= Satanische Omroep Stichting =

Dutch pirate television station

Satanische Omroep Stichting (SOS, "Satanic Broadcasting Foundation") was a Dutch pirate television station in Amsterdam that operated in 1981. The station was established by satanist Maarten Joost Lamers.

==History==
Maarten Lamers established a Satanist church in 1971; ten years later, he established SOS. As a pirate station, it broadcast illegal pornographic films, which could be received with adapted television antennas, commonly known in those days as "porno antennas" due to their characteristics. The station caused the profits of adult video rental stores to fall. Lamers even went as far as a gathering at Hotel Caransa, which he led, among other pirate television owners of the time, but which ended in a fight. It is known that the airing of porn movies was due to the fact that Lamers owned a sex club.

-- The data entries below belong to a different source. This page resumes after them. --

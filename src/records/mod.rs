//! Record-detail index
//!
//! Symbolic annotations attached to memory, rebuilt from scratch for every
//! snapshot:
//!
//! - `memory`: address → every variable and saved frame link living there
//! - `func`: function index → the identifier bound to that function
//!
//! # Ordering
//!
//! Several records may share an address (a reused slot, a shadowed outer
//! variable). Lists keep insertion order: frames in declaration order, each
//! frame's scopes innermost first, and frame links after all variables. The
//! first entry is the one a row labels itself with.
//!
//! # Frame-link chain
//!
//! Every call frame starts with a saved link to the previous frame's base.
//! Walking from the stack top:
//!
//! ```text
//! stack_top ──▶ [link: 7] ──▶ [link: 0] ──▶ [link: -1]   (sentinel, stop)
//!               innermost      ...          main
//! ```
//!
//! Each hop consumes one frame name, last frame first.

use crate::errors::{Result, VisualizerError};
use crate::memory::types::TypeChain;
use crate::memory::value::Address;
use crate::memory::MemorySnapshot;
use crate::snapshot::{Record, ScopeFrame};
use rustc_hash::FxHashMap;

/// Value stored in the outermost frame link
pub const FRAME_LINK_SENTINEL: i64 = -1;

/// Saved frame link at the base of a call frame
#[derive(Debug, Clone, PartialEq, Eq)]
pub struct StackPointerDetail {
    pub func_name: String,
    pub address: Address,
}

#[derive(Debug, Clone, PartialEq, Eq)]
pub struct VariableDetail {
    pub func_name: String,
    pub var_name: String,
    pub var_type: TypeChain,
    pub address: Address,
}

#[derive(Debug, Clone, PartialEq, Eq)]
pub struct FunctionDetail {
    pub func_name: String,
    pub func_index: u64,
}

/// A symbolic annotation
#[derive(Debug, Clone, PartialEq, Eq)]
pub enum RecordDetail {
    StackPointer(StackPointerDetail),
    Variable(VariableDetail),
    Function(FunctionDetail),
}

#[derive(Debug, Clone, Default, PartialEq, Eq)]
pub struct RecordDetailsMap {
    pub memory: FxHashMap<Address, Vec<RecordDetail>>,
    pub func: FxHashMap<u64, FunctionDetail>,
}

impl RecordDetailsMap {
    pub fn new() -> Self {
        Self::default()
    }

    /// Details recorded at an address, in insertion order
    pub fn details_at(&self, address: Address) -> &[RecordDetail] {
        self.memory
            .get(&address)
            .map(Vec::as_slice)
            .unwrap_or(&[])
    }

    /// Function bound to a function index
    pub fn function(&self, func_index: i64) -> Option<&FunctionDetail> {
        u64::try_from(func_index)
            .ok()
            .and_then(|index| self.func.get(&index))
    }

    fn push(&mut self, address: Address, detail: RecordDetail) {
        self.memory.entry(address).or_default().push(detail);
    }
}

/// Build the index for one snapshot.
///
/// Fails when the frame-link chain disagrees with the frame list; a diagram
/// that attributes a stack slot to the wrong function is worse than none.
pub fn build(
    frames: &[ScopeFrame],
    stack_top: i64,
    stack: &MemorySnapshot,
) -> Result<RecordDetailsMap> {
    let mut map = RecordDetailsMap::new();
    index_variables(&mut map, frames);
    index_frame_links(&mut map, frames, stack_top, stack)?;
    tracing::debug!(
        addresses = map.memory.len(),
        functions = map.func.len(),
        "record-detail index built"
    );
    Ok(map)
}

fn index_variables(map: &mut RecordDetailsMap, frames: &[ScopeFrame]) {
    for frame in frames {
        for scope in frame.variables.chain() {
            for entry in &scope.records {
                match &entry.record {
                    Record::Variable { var_type, address } => map.push(
                        *address,
                        RecordDetail::Variable(VariableDetail {
                            func_name: frame.name.clone(),
                            var_name: entry.name.clone(),
                            var_type: var_type.clone(),
                            address: *address,
                        }),
                    ),
                    Record::FunctionBinding { func_index } => {
                        map.func.insert(
                            *func_index,
                            FunctionDetail {
                                func_name: entry.name.clone(),
                                func_index: *func_index,
                            },
                        );
                    }
                }
            }
        }
    }
}

fn index_frame_links(
    map: &mut RecordDetailsMap,
    frames: &[ScopeFrame],
    stack_top: i64,
    stack: &MemorySnapshot,
) -> Result<()> {
    let mut current = stack_top;
    let mut owners = frames.iter().rev();
    let mut hops = 0;

    while current != FRAME_LINK_SENTINEL {
        let address = Address::try_from(current)
            .map_err(|_| VisualizerError::InvalidStackTop { value: current })?;
        let owner = owners.next().ok_or(VisualizerError::FrameChainExhausted {
            hops,
            frames: frames.len(),
        })?;

        map.push(
            address,
            RecordDetail::StackPointer(StackPointerDetail {
                func_name: owner.name.clone(),
                address,
            }),
        );

        let link = stack
            .get(address)
            .ok_or(VisualizerError::MissingFrameLink { address })?;
        let next = link.int_value();
        if next < 0 && next != FRAME_LINK_SENTINEL {
            return Err(VisualizerError::InvalidFrameLink {
                address,
                value: next,
            });
        }
        current = next;
        hops += 1;
    }

    Ok(())
}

The station was operational in August 1981, and shared the same address as Mokum TV, another pirate station. The station broadcast its services on Tuesdays and Thursdays after ARD's closedown. By 1 September, the Dutch government began plans to crack down on such stations, after a meeting of heads of the National Association of Free Television Stations (Landelijke vereniging voor vrije televisiezenders) was held three weeks earlier. It is unknown when the station closed, as most stations shut down around the time.

In 1984, the Dutch customs authority initiated a large-scale operation on Lamers' four buildings.